▶ [ABOUT THIS TASK]
Go through the listing below and count each line with the word "EngineConfig" in it; return only the count.

▶ [RECORDS FOR THE TASK]
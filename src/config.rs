//! Service configuration
//!
//! `EngineConfig` holds the plan builder's limits and paging policy.
//! `ServiceConfig` bundles it with entity declarations so a whole service
//! can be described in one JSON file.

use std::fs;
use std::path::Path;

use log::info;
use serde::{Deserialize, Serialize};

use crate::core::errors::{ODataError, Result};
use crate::core::schema::{EntityType, SchemaRegistry};

/// How server-driven pages continue
#[derive(Debug, Clone, Copy, PartialEq, Eq, Default, Serialize, Deserialize)]
#[serde(rename_all = "lowercase")]
pub enum PaginationMode {
    /// The token carries the number of rows already served
    #[default]
    Offset,
    /// The token carries the sort key of the last row served
    Keyset,
}

/// Limits and policy applied while building plans
#[derive(Debug, Clone, PartialEq, Serialize, Deserialize)]
#[serde(default)]
pub struct EngineConfig {
    pub max_expand_depth: usize,
    /// Relationship hops allowed in a field path such as `order/customer/name`
    pub max_navigation_hops: usize,
    /// Server page size; `None` disables server-driven paging
    pub page_size: Option<u64>,
    pub pagination: PaginationMode,
    /// Fields projected whenever the entity has them, whatever `$select` says
    pub select_always: Vec<String>,
    /// Inline every to-one foreign key one level deep
    pub auto_expand_references: bool,
    /// Path prefix stripped from incoming URLs, e.g. `/api/v1`
    pub service_root: Option<String>,
}

impl Default for EngineConfig {
    fn default() -> Self {
        EngineConfig {
            max_expand_depth: 3,
            max_navigation_hops: 3,
            page_size: None,
            pagination: PaginationMode::Offset,
            select_always: vec!["id".to_string()],
            auto_expand_references: false,
            service_root: None,
        }
    }
}

impl EngineConfig {
    pub fn with_page_size(mut self, page_size: u64) -> Self {
        self.page_size = Some(page_size);
        self
    }

    pub fn with_pagination(mut self, mode: PaginationMode) -> Self {
        self.pagination = mode;
        self
    }

    pub fn with_max_expand_depth(mut self, depth: usize) -> Self {
        self.max_expand_depth = depth;
        self
    }

    pub fn with_select_always<I, S>(mut self, fields: I) -> Self
    where
        I: IntoIterator<Item = S>,
        S: Into<String>,
    {
        self.select_always = fields.into_iter().map(Into::into).collect();
        self
    }

    /// Reject settings no request could satisfy
    pub fn validate(&self) -> Result<()> {
        if self.page_size == Some(0) {
            return Err(ODataError::Config("page_size must be positive".to_string()));
        }
        Ok(())
    }
}

/// A complete service description
#[derive(Debug, Clone, Default, Serialize, Deserialize)]
pub struct ServiceConfig {
    #[serde(default)]
    pub engine: EngineConfig,
    #[serde(default)]
    pub entities: Vec<EntityType>,
}

impl ServiceConfig {
    /// Load a service description from a JSON file
    pub fn from_file<P: AsRef<Path>>(path: P) -> Result<Self> {
        let path = path.as_ref();
        let text = fs::read_to_string(path)
            .map_err(|e| ODataError::Config(format!("cannot read {}: {}", path.display(), e)))?;
        let config = Self::from_json(&text)?;
        info!("Loaded {} entity type(s) from {}", config.entities.len(), path.display());
        Ok(config)
    }

    /// Parse a service description from JSON text
    pub fn from_json(text: &str) -> Result<Self> {
        let config: ServiceConfig = serde_json::from_str(text)
            .map_err(|e| ODataError::Config(e.to_string()))?;
        config.engine.validate()?;
        Ok(config)
    }

    /// Build and validate the registry described by this configuration
    pub fn registry(&self) -> Result<SchemaRegistry> {
        let mut registry = SchemaRegistry::new();
        for entity in &self.entities {
            registry.register(entity.clone())?;
        }
        registry.validate()?;
        Ok(registry)
    }
}
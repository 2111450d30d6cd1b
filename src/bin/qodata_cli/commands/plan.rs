use anyhow::Result;

use crate::context::Context;

pub fn execute(context: &Context, url: &str) -> Result<()> {
    context.require_schema()?;
    let plan = context.engine().query_url(url)?;
    println!("{}", context.formatter().format_plan(&plan)?);
    Ok(())
}
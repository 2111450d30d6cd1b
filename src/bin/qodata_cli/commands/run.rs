use anyhow::Result;
use log::debug;

use qodata::core::store::Executor;
use qodata::engine::replace_skiptoken;

use crate::context::Context;

/// Compile a URL, run it against the in-memory data and print the rows
/// with the link to the next page, if any
pub fn execute(context: &Context, url: &str) -> Result<()> {
    context.require_schema()?;
    let plan = context.engine().query_url(url)?;
    let result = context.store().fetch(&plan)?;

    let next_link = result.next_skiptoken.as_deref()
        .map(|token| replace_skiptoken(url, Some(token)))
        .transpose()?;
    debug!("{} row(s), next link {:?}", result.rows.len(), next_link);

    println!("{}", context.formatter().format_result(&result, next_link.as_deref())?);
    Ok(())
}
pub mod error;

▶ [SOLVED PROBLEM]
6